# [Study material]
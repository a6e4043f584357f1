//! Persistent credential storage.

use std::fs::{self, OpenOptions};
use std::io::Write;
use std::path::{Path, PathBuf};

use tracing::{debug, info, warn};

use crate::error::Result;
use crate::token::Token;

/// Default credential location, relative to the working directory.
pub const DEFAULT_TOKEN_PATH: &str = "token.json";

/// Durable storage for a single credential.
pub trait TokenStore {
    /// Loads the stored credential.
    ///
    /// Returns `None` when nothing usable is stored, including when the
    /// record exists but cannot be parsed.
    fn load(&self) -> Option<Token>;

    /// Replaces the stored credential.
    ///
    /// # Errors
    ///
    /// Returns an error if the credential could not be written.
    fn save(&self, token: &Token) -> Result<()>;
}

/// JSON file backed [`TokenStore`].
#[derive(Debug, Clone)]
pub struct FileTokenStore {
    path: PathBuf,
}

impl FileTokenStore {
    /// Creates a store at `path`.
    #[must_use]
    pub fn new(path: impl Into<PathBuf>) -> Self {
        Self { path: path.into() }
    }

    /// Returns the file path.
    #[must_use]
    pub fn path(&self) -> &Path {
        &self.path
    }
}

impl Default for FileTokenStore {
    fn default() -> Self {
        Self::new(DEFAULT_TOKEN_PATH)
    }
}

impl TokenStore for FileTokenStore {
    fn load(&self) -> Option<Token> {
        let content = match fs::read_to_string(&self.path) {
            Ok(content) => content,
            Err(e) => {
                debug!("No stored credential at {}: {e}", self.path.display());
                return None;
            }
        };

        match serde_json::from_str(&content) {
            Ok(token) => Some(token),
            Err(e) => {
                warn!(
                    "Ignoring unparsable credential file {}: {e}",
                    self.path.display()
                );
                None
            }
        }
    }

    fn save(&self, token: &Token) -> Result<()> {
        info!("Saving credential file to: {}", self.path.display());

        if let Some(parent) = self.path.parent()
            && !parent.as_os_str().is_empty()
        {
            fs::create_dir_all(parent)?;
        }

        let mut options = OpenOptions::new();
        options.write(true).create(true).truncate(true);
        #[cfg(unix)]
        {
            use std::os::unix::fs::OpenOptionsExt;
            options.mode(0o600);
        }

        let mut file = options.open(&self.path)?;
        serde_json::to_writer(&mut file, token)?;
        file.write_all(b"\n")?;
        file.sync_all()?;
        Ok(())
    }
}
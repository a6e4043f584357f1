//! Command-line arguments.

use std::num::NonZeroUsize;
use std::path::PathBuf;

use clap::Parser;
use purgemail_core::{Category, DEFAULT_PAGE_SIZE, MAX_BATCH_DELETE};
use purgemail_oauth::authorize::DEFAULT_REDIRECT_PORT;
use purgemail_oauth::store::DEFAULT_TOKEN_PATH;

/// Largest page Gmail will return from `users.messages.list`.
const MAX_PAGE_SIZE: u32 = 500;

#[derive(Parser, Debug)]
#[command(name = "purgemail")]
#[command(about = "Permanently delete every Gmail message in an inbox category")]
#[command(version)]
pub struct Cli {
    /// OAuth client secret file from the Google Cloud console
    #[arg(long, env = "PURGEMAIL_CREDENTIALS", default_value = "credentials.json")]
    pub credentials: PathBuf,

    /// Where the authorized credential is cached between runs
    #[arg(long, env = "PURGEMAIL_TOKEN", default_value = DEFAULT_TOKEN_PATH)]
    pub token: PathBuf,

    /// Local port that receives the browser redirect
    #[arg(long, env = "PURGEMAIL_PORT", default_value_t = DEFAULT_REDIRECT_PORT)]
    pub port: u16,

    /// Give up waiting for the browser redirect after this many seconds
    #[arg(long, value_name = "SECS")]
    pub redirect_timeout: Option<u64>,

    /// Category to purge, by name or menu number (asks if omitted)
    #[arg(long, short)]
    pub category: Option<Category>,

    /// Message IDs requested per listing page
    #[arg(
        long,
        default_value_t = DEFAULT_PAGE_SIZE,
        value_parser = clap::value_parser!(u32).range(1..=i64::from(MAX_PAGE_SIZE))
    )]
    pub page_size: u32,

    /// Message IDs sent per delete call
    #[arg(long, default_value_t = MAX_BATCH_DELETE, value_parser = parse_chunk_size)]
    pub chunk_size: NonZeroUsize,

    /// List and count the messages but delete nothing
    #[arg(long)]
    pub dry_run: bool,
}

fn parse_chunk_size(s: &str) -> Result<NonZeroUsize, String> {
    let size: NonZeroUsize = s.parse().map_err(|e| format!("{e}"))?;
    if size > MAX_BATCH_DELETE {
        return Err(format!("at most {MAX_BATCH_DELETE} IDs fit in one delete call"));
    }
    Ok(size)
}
* * *
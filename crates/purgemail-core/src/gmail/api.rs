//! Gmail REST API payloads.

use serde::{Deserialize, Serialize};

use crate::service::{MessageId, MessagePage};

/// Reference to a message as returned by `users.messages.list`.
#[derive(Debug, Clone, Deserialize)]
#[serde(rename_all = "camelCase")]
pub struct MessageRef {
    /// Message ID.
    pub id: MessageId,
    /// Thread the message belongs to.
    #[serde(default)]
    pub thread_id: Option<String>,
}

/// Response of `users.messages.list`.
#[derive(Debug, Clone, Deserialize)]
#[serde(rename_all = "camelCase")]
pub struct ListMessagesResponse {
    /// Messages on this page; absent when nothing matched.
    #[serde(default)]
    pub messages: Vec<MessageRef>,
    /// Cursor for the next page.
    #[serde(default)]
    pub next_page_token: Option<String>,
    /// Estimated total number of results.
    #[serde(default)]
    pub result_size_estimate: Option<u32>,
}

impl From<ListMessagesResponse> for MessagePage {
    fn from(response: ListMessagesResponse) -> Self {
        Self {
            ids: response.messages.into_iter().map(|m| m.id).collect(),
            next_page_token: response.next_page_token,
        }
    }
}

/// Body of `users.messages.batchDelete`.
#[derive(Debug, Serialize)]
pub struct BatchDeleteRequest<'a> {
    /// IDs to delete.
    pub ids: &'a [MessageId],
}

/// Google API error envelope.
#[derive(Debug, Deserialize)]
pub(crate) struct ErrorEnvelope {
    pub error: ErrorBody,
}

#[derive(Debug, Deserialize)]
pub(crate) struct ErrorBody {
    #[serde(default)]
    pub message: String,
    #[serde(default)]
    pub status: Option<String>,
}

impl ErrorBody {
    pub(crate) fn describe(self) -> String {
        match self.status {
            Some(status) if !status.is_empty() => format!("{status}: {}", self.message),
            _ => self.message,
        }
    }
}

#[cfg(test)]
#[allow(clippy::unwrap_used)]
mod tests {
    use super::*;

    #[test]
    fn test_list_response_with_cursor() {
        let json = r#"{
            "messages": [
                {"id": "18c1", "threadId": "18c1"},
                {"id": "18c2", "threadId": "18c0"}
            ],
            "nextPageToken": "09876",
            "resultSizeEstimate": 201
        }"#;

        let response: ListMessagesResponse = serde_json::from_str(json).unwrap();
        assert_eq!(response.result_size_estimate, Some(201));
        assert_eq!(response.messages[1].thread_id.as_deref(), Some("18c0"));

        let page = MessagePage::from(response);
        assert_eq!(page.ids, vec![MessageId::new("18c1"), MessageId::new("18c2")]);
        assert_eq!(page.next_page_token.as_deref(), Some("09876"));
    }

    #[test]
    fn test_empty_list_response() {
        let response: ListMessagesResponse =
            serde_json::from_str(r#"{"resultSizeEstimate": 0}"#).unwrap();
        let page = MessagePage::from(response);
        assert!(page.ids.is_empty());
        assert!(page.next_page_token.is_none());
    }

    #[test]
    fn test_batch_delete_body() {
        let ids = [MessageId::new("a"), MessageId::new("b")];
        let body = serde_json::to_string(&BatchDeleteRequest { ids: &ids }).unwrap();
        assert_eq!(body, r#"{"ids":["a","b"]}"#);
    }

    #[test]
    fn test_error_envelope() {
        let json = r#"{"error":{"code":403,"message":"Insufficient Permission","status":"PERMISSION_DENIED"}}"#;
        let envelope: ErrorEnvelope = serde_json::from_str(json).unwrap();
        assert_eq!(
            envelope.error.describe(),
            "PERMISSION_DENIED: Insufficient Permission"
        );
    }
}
==
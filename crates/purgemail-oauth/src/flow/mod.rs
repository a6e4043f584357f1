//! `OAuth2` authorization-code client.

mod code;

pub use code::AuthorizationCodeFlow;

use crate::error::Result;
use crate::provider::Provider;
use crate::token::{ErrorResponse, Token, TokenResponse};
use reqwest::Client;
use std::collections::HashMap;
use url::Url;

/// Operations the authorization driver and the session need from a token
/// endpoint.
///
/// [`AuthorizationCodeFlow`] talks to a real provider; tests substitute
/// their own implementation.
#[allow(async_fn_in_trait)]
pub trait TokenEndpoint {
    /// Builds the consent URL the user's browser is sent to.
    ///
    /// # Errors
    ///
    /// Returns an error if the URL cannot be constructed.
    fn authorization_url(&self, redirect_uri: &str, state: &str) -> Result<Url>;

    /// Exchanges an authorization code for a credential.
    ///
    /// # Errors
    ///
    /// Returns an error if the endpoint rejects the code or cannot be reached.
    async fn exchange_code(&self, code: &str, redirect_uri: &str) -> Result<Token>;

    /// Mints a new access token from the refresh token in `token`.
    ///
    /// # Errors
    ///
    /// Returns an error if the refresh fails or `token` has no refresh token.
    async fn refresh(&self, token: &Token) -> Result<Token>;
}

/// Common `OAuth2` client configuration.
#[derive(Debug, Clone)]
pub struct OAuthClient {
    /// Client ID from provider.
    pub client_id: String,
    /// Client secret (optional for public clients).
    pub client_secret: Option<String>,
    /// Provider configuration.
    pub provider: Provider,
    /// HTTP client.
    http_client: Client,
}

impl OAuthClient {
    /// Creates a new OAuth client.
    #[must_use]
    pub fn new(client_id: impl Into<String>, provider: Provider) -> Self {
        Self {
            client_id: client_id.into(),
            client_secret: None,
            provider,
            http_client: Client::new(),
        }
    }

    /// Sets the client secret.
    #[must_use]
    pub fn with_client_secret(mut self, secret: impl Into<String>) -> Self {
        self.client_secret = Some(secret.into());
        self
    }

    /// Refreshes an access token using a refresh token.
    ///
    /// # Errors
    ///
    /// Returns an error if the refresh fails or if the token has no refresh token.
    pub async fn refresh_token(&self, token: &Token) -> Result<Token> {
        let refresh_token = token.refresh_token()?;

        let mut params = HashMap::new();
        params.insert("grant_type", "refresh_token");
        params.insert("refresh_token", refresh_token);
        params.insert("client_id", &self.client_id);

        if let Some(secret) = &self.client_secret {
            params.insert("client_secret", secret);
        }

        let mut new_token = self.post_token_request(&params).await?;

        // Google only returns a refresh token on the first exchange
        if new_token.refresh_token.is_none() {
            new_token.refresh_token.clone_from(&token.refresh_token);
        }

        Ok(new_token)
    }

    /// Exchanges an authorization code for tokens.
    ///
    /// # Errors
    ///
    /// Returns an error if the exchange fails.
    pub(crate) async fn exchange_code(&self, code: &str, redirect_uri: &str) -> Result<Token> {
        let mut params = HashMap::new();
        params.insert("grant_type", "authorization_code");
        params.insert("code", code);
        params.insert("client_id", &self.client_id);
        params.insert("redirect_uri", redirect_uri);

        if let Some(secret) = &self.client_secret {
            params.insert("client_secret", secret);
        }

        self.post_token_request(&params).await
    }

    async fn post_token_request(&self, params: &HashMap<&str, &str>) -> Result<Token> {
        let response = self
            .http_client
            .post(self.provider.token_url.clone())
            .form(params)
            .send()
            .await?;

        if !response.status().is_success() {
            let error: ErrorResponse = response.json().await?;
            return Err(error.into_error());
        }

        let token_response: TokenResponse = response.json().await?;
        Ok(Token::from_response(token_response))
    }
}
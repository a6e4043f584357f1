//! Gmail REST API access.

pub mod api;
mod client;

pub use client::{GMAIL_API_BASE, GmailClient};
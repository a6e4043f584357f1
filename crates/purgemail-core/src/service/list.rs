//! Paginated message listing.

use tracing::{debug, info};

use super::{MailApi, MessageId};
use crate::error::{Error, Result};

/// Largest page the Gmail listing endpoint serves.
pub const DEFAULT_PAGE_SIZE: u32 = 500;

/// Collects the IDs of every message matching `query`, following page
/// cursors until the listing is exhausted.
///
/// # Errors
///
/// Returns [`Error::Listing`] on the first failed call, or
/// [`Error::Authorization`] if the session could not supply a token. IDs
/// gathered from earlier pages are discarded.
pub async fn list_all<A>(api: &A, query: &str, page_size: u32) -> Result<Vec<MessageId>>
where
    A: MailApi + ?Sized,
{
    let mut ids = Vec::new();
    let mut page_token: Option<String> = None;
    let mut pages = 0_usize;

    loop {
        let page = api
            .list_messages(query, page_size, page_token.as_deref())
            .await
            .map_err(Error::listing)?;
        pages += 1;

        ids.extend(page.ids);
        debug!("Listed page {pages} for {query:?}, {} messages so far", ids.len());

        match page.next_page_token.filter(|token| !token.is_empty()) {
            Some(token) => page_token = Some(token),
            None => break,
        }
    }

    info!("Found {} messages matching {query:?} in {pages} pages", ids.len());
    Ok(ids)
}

# [Instructions for the task]
Only a number is expected here: how many lines above contain the word "stored".

# [Expected answer]
4